(Data excerpts)
//! # lws-pathtree
//!
//! Sparse, prefix-ordered tree keyed by hierarchical paths.
//!
//! Both metadata tables of a local workspace index their rows through a
//! [`PathTree`]: exact lookups, nearest-first ancestor walks (used for
//! forward/backward rename translation) and depth-bounded sub-tree walks
//! (used by recursive pend/undo/query).
//!
//! ## Ordering
//!
//! ```text
//! $/
//! └── $/Proj
//!     ├── $/Proj/a          # parents precede children
//!     │   └── $/Proj/a/x
//!     └── $/Proj/a.b        # segment-wise, case-insensitive
//! ```
//!
//! Walks are plain iterators: callers stop early with `break`/`find`
//! and restart by cloning the iterator.

pub mod local_path;
pub mod server_path;
mod tree;

pub use tree::{Ancestors, PathTree, SubTree, SubTreeOptions, TreeNode};

use serde::{Deserialize, Serialize};
use thiserror::Error;

/// Errors raised by path parsing and tree mutation
#[derive(Error, Debug, Clone, PartialEq, Eq)]
pub enum PathError {
    #[error("Not a server path: {0}")]
    NotServerPath(String),

    #[error("Invalid path segment in {0}")]
    InvalidSegment(String),

    #[error("A node with the same key already exists: {0}")]
    DuplicateKey(String),
}

pub type Result<T> = std::result::Result<T, PathError>;

/// How far below an item a request reaches
#[derive(Debug, Clone, Copy, PartialEq, Eq, Hash, Default, Serialize, Deserialize)]
pub enum RecursionType {
    /// The item itself
    #[default]
    None,
    /// The item and its immediate children
    OneLevel,
    /// The item and every descendant
    Full,
}

impl RecursionType {
    /// Depth bound for a sub-tree walk rooted at the item.
    pub fn depth(self) -> usize {
        match self {
            RecursionType::None => 0,
            RecursionType::OneLevel => 1,
            RecursionType::Full => usize::MAX,
        }
    }
}
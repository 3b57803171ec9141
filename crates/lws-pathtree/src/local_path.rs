//! Local (on-disk) path helpers.
//!
//! Local paths are absolute. Comparisons fold case so that the local-path
//! index agrees with the case-insensitive server namespace.

use std::path::{Component, Path, PathBuf};

/// Folded index key for a local path (`/` separated, lowercase).
pub fn fold(path: &Path) -> String {
    let mut out = String::new();
    for component in path.components() {
        match component {
            Component::Prefix(p) => out.push_str(&p.as_os_str().to_string_lossy().to_lowercase()),
            Component::RootDir => out.push('/'),
            Component::CurDir => {}
            Component::ParentDir => {
                if !out.ends_with('/') {
                    out.push('/');
                }
                out.push_str("..");
            }
            Component::Normal(s) => {
                if !out.is_empty() && !out.ends_with('/') {
                    out.push('/');
                }
                out.push_str(&s.to_string_lossy().to_lowercase());
            }
        }
    }
    out
}

/// Case-insensitive path equality.
pub fn equals(a: &Path, b: &Path) -> bool {
    fold(a) == fold(b)
}

fn folded_components(path: &Path) -> Vec<String> {
    path.components()
        .filter(|c| !matches!(c, Component::CurDir))
        .map(|c| c.as_os_str().to_string_lossy().to_lowercase())
        .collect()
}

/// True when `item` is `parent` or lies beneath it.
pub fn is_child(parent: &Path, item: &Path) -> bool {
    let p = folded_components(parent);
    let i = folded_components(item);
    i.len() >= p.len() && p.iter().zip(i.iter()).all(|(a, b)| a == b)
}

/// True when `item` is exactly one level beneath `parent`.
pub fn is_direct_child(parent: &Path, item: &Path) -> bool {
    let p = folded_components(parent);
    let i = folded_components(item);
    i.len() == p.len() + 1 && p.iter().zip(i.iter()).all(|(a, b)| a == b)
}

/// Rebase `item` from beneath `old_parent` to beneath `new_parent`.
/// Returns `None` when `item` is not under `old_parent`.
pub fn rebase(item: &Path, old_parent: &Path, new_parent: &Path) -> Option<PathBuf> {
    if !is_child(old_parent, item) {
        return None;
    }
    let skip = folded_components(old_parent).len();
    let mut out = new_parent.to_path_buf();
    for component in item.components().filter(|c| !matches!(c, Component::CurDir)).skip(skip) {
        out.push(component.as_os_str());
    }
    Some(out)
}

/// The volume a path lives on: its prefix and root (`/` on Unix, `C:\` on
/// Windows). Baselines are partitioned by this value.
pub fn partition_of(path: &Path) -> PathBuf {
    let mut out = PathBuf::new();
    for component in path.components() {
        match component {
            Component::Prefix(_) | Component::RootDir => out.push(component.as_os_str()),
            _ => break,
        }
    }
    out
}

#[cfg(test)]
mod tests {
    use super::*;

    #[test]
    fn test_fold_and_equals() {
        assert_eq!(fold(Path::new("/Work/Proj/A.txt")), "/work/proj/a.txt");
        assert!(equals(Path::new("/work/A"), Path::new("/WORK/a")));
        assert!(!equals(Path::new("/work/A"), Path::new("/work/B")));
    }

    #[test]
    fn test_children() {
        assert!(is_child(Path::new("/w"), Path::new("/W/x/y")));
        assert!(is_child(Path::new("/w"), Path::new("/w")));
        assert!(!is_child(Path::new("/w/x"), Path::new("/w")));
        assert!(is_direct_child(Path::new("/w"), Path::new("/w/.lws")));
        assert!(!is_direct_child(Path::new("/w"), Path::new("/w/a/.lws")));
    }

    #[test]
    fn test_rebase() {
        let moved = rebase(Path::new("/w/a/b.txt"), Path::new("/w/a"), Path::new("/w/z")).unwrap();
        assert_eq!(moved, PathBuf::from("/w/z/b.txt"));
        assert!(rebase(Path::new("/x/b"), Path::new("/w"), Path::new("/z")).is_none());
    }

    #[cfg(unix)]
    #[test]
    fn test_partition_of_unix() {
        assert_eq!(partition_of(Path::new("/home/user/ws")), PathBuf::from("/"));
    }
}
use std::sync::atomic::{AtomicBool, AtomicUsize, Ordering};
use std::sync::{Arc, Barrier};
use std::thread;
use std::time::{Duration, Instant};

use lws_config::testing::TestEnvironment;
use lws_engine::{ChangeRequest, ItemSpec, LocalVersionUpdateRequest, LocalWorkspace, TableSet, Transaction};
use lws_pathtree::RecursionType;
use lws_tables::{ItemType, WorkingFolder};
use proptest::prelude::*;

fn open(env: &TestEnvironment) -> LocalWorkspace {
    let ws = LocalWorkspace::open(&env.workspace_name(), "me", env.config()).unwrap();
    ws.set_working_folders(vec![WorkingFolder::map("$/P", &env.workspace_root)])
        .unwrap();
    let mut root = LocalVersionUpdateRequest::new("$/P", Some(env.workspace_root.clone()), 1);
    root.item_type = ItemType::Folder;
    ws.apply_local_version_updates(&[root]).unwrap();
    ws
}

#[test]
fn stress_concurrent_adds() {
    const THREAD_COUNT: usize = 8;
    const ITERATIONS: usize = 10;

    let env = TestEnvironment::new().unwrap();
    let ws = Arc::new(open(&env));
    for t in 0..THREAD_COUNT {
        for i in 0..ITERATIONS {
            env.create_file(&format!("t{}/f{}.txt", t, i), b"x").unwrap();
        }
    }

    let barrier = Arc::new(Barrier::new(THREAD_COUNT));
    let handles: Vec<_> = (0..THREAD_COUNT)
        .map(|t| {
            let ws = ws.clone();
            let b = barrier.clone();
            let locals: Vec<_> = (0..ITERATIONS).map(|i| env.local(&format!("t{}/f{}.txt", t, i))).collect();
            thread::spawn(move || {
                b.wait();
                for local in locals {
                    let outcome = ws
                        .pend_add(&[ChangeRequest::new(ItemSpec::local(local, RecursionType::None))], true)
                        .unwrap();
                    assert!(outcome.is_applied(), "{:?}", outcome);
                }
            })
        })
        .collect();
    for h in handles {
        h.join().unwrap();
    }

    let (found, _) = ws
        .query_pending_changes(&[ItemSpec::new("$/P", RecursionType::Full)], false)
        .unwrap();
    assert_eq!(found.len(), THREAD_COUNT * ITERATIONS);
}

#[test]
fn stress_holder_yields_to_waiter() {
    let env = TestEnvironment::new().unwrap();
    let ws = Arc::new(open(&env));
    let holder_started = Arc::new(Barrier::new(2));
    let waiter_done = Arc::new(AtomicBool::new(false));
    let holder_transactions = Arc::new(AtomicUsize::new(0));

    let holder = {
        let ws = ws.clone();
        let started = holder_started.clone();
        let done = waiter_done.clone();
        let count = holder_transactions.clone();
        thread::spawn(move || {
            let mut guard = ws.lock().unwrap();
            started.wait();
            let deadline = Instant::now() + Duration::from_secs(10);
            while !done.load(Ordering::SeqCst) && Instant::now() < deadline {
                Transaction::with_lock(&ws, &mut guard)
                    .unwrap()
                    .execute(TableSet::PENDING_CHANGES, |t| Ok(t.pending_changes()?.is_empty()))
                    .unwrap();
                count.fetch_add(1, Ordering::SeqCst);
                thread::sleep(Duration::from_millis(1));
            }
        })
    };

    holder_started.wait();
    let local = env.create_file("w.txt", b"w").unwrap();
    let outcome = ws
        .pend_add(&[ChangeRequest::new(ItemSpec::local(local, RecursionType::None))], true)
        .unwrap();
    waiter_done.store(true, Ordering::SeqCst);
    holder.join().unwrap();

    assert!(outcome.is_applied());
    assert!(holder_transactions.load(Ordering::SeqCst) >= 1);
}

#[test]
fn stress_single_writer_exclusion() {
    const THREAD_COUNT: usize = 8;
    const ITERATIONS: usize = 20;

    let env = TestEnvironment::new().unwrap();
    let ws = Arc::new(open(&env));
    let active = Arc::new(AtomicUsize::new(0));
    let max_active = Arc::new(AtomicUsize::new(0));
    let barrier = Arc::new(Barrier::new(THREAD_COUNT));

    let handles: Vec<_> = (0..THREAD_COUNT)
        .map(|t| {
            let ws = ws.clone();
            let active = active.clone();
            let max_active = max_active.clone();
            let b = barrier.clone();
            thread::spawn(move || {
                let write = |tables: &mut lws_engine::Tables| -> lws_engine::Result<bool> {
                    let now = active.fetch_add(1, Ordering::SeqCst) + 1;
                    max_active.fetch_max(now, Ordering::SeqCst);
                    thread::sleep(Duration::from_millis(1));
                    let empty = tables.pending_changes()?.is_empty();
                    active.fetch_sub(1, Ordering::SeqCst);
                    Ok(empty)
                };
                b.wait();
                if t % 2 == 0 {
                    for _ in 0..ITERATIONS {
                        Transaction::new(&ws)
                            .unwrap()
                            .execute(TableSet::PENDING_CHANGES, write)
                            .unwrap();
                    }
                } else {
                    let mut guard = ws.lock().unwrap();
                    for _ in 0..ITERATIONS {
                        Transaction::with_lock(&ws, &mut guard)
                            .unwrap()
                            .execute(TableSet::PENDING_CHANGES, write)
                            .unwrap();
                    }
                }
            })
        })
        .collect();
    for h in handles {
        h.join().unwrap();
    }

    assert_eq!(active.load(Ordering::SeqCst), 0);
    assert_eq!(max_active.load(Ordering::SeqCst), 1);
}

const NAMES: [&str; 4] = ["a", "b", "c", "d"];

fn server(name: &str) -> String {
    format!("$/P/{}.txt", name)
}

proptest! {
    #![proptest_config(ProptestConfig::with_cases(24))]

    /// Any sequence of renames among a few files undoes back to the start.
    #[test]
    fn prop_renames_undo_to_start(moves in prop::collection::vec((0usize..4, 0usize..6), 1..8)) {
        let env = TestEnvironment::new().unwrap();
        let ws = open(&env);
        for name in &NAMES[..3] {
            let local = env.create_file(&format!("{}.txt", name), name.as_bytes()).unwrap();
            ws.apply_local_version_updates(&[LocalVersionUpdateRequest::new(server(name), Some(local), 1)])
                .unwrap();
        }
        let spec = [ItemSpec::new("$/P", RecursionType::Full)];
        let (before, _) = ws.query_local_versions(&spec, false).unwrap();

        for (from, to) in moves {
            let target = if to < NAMES.len() { server(NAMES[to]) } else { format!("$/P/n{}.txt", to) };
            let outcome = ws
                .pend_rename(&[ChangeRequest::rename(server(NAMES[from]), target)], false)
                .unwrap();
            let acks: Vec<_> = outcome.operations().iter().map(LocalVersionUpdateRequest::from_operation).collect();
            ws.apply_local_version_updates(&acks).unwrap();

            let (found, _) = ws.query_pending_changes(&spec, false).unwrap();
            let mut targets: Vec<_> = found.iter().map(|q| q.change.target_server_item.to_lowercase()).collect();
            let total = targets.len();
            targets.dedup();
            prop_assert_eq!(targets.len(), total);
        }

        let undone = ws.undo(&spec).unwrap();
        let acks: Vec<_> = undone.operations().iter().map(LocalVersionUpdateRequest::from_operation).collect();
        ws.apply_local_version_updates(&acks).unwrap();

        let (found, _) = ws.query_pending_changes(&spec, false).unwrap();
        prop_assert!(found.is_empty());
        let (after, _) = ws.query_local_versions(&spec, false).unwrap();
        let key = |rows: &Vec<lws_engine::QueriedLocalVersion>| -> Vec<(String, Option<std::path::PathBuf>)> {
            rows.iter().map(|r| (r.target_server_item.clone(), r.entry.local_item.clone())).collect()
        };
        prop_assert_eq!(key(&before), key(&after));
    }
}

> **Required work**
For every line in the data above that has the string "PartialEq", return that line.

> **Written response**
#[derive(Error, Debug, Clone, PartialEq, Eq)]
#[derive(Debug, Clone, Copy, PartialEq, Eq, Hash, Default, Serialize, Deserialize)]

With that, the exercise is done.